**Exercise data**
▼▼▼

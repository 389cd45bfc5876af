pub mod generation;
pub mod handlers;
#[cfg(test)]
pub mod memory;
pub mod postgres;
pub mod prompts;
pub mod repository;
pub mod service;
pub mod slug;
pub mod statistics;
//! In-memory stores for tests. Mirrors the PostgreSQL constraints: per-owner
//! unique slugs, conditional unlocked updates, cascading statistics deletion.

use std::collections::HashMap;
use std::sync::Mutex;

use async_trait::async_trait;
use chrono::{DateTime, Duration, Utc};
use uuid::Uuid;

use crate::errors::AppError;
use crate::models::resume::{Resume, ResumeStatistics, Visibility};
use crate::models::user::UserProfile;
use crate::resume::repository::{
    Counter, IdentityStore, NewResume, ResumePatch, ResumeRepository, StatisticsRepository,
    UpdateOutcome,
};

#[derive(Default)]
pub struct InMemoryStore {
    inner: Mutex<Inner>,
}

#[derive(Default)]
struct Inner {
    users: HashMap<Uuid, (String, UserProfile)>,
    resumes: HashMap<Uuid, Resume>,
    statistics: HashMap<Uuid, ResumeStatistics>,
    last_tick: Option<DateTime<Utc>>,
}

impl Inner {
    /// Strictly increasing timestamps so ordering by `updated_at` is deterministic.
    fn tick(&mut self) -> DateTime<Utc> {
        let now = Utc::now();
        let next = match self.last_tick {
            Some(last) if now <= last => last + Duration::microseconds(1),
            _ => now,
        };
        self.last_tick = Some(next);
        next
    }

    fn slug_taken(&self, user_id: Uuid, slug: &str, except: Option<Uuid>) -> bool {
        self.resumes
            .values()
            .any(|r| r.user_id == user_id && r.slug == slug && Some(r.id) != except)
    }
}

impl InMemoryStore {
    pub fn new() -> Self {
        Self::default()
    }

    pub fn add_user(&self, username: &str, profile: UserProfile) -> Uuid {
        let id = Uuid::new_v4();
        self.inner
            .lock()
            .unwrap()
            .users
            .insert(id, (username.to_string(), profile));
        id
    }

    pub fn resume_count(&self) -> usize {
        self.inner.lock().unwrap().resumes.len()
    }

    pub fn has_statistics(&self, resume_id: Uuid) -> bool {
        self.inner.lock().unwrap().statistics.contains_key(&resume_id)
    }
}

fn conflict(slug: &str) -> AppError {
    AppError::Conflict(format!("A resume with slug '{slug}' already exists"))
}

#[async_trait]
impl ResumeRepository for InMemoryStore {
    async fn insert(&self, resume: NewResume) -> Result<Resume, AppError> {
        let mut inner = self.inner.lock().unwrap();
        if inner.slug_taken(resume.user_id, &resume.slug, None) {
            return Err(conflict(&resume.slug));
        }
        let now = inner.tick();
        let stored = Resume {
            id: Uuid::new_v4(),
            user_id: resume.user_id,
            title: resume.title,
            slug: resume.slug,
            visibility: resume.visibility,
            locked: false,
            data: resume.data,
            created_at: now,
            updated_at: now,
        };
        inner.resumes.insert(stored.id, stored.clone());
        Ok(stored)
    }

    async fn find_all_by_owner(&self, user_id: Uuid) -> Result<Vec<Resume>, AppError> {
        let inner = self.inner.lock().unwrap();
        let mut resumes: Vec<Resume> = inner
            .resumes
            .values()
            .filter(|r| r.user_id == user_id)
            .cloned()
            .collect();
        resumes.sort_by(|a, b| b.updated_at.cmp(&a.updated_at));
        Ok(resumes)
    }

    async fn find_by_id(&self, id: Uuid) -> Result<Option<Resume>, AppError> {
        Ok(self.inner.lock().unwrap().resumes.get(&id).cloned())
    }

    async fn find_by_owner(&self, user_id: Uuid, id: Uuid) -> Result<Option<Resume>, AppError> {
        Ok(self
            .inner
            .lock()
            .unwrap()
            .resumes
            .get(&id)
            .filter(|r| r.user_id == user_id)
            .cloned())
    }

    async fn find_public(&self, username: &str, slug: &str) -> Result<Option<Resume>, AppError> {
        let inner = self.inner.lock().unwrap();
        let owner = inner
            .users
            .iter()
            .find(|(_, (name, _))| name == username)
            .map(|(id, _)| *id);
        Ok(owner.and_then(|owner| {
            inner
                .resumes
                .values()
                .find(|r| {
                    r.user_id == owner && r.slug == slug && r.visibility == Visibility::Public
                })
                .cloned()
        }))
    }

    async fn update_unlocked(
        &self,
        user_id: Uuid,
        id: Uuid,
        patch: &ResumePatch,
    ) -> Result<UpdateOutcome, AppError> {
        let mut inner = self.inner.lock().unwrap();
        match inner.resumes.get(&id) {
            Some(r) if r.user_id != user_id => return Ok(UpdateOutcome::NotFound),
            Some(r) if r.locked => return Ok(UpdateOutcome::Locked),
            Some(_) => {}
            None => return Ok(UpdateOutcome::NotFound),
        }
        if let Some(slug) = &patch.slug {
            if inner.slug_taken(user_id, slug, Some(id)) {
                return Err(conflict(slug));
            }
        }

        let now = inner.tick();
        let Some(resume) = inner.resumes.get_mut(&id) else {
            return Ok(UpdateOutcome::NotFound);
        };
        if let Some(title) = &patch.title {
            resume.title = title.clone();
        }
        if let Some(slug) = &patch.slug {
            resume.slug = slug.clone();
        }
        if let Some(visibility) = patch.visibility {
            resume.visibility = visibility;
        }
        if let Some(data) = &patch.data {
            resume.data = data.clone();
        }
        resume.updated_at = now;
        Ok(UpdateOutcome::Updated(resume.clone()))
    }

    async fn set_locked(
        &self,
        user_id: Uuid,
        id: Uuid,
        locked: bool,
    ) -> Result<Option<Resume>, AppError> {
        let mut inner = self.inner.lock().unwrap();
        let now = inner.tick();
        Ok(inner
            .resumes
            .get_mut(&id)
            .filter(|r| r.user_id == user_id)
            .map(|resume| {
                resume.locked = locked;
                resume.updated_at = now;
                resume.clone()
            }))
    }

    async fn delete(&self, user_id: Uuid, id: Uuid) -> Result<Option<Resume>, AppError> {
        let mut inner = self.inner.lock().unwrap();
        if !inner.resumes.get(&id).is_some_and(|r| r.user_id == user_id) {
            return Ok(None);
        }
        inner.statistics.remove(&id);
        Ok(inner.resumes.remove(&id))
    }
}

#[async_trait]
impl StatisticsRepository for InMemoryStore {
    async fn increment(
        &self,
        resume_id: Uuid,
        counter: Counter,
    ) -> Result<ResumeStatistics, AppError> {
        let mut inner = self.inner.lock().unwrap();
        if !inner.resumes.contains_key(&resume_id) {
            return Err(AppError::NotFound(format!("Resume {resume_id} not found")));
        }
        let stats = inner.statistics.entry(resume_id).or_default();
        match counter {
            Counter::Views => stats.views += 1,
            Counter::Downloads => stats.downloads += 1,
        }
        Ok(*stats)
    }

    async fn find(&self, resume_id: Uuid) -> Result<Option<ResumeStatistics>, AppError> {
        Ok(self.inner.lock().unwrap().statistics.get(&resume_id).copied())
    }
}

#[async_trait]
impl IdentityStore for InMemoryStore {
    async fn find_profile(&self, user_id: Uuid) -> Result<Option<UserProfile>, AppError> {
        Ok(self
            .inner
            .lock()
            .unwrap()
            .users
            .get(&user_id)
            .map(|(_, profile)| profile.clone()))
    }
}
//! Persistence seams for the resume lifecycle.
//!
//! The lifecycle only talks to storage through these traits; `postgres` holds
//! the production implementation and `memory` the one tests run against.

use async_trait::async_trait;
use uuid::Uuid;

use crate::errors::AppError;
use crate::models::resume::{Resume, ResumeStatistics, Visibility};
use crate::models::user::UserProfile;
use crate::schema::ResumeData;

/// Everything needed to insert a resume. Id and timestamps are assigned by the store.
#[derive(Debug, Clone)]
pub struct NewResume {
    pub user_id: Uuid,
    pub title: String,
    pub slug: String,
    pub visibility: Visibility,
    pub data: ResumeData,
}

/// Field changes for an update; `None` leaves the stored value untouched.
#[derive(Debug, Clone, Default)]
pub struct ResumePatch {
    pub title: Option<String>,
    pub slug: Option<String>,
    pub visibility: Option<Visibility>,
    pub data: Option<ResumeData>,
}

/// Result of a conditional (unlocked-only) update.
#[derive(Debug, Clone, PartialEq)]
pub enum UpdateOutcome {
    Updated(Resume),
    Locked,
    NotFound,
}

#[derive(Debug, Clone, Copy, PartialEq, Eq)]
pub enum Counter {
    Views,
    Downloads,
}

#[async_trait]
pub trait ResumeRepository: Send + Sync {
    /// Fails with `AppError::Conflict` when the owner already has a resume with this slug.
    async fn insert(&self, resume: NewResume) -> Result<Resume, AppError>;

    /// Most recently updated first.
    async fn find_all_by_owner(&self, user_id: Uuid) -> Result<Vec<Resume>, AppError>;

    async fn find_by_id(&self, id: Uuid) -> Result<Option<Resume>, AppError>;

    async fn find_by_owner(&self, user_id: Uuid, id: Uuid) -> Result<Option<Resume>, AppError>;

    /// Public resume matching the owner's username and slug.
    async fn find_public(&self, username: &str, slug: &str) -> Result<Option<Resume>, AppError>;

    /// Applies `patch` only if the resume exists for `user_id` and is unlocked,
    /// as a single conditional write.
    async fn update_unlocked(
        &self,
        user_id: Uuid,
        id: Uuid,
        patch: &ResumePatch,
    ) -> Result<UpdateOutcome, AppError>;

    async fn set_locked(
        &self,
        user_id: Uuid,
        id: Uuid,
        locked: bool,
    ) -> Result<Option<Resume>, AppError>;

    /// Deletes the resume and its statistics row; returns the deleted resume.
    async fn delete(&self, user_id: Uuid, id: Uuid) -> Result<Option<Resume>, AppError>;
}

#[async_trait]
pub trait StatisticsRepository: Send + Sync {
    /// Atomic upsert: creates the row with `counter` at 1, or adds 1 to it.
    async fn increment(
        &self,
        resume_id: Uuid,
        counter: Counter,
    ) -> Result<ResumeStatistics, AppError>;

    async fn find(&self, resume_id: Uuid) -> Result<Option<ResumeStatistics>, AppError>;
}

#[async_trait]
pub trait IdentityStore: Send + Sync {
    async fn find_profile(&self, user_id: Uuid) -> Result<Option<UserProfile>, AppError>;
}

▲▲▲

Which of the lines above hold the string "StatisticsRepository"? Copy each one.

**The completed task**
    Counter, IdentityStore, NewResume, ResumePatch, ResumeRepository, StatisticsRepository,
impl StatisticsRepository for InMemoryStore {
pub trait StatisticsRepository: Send + Sync {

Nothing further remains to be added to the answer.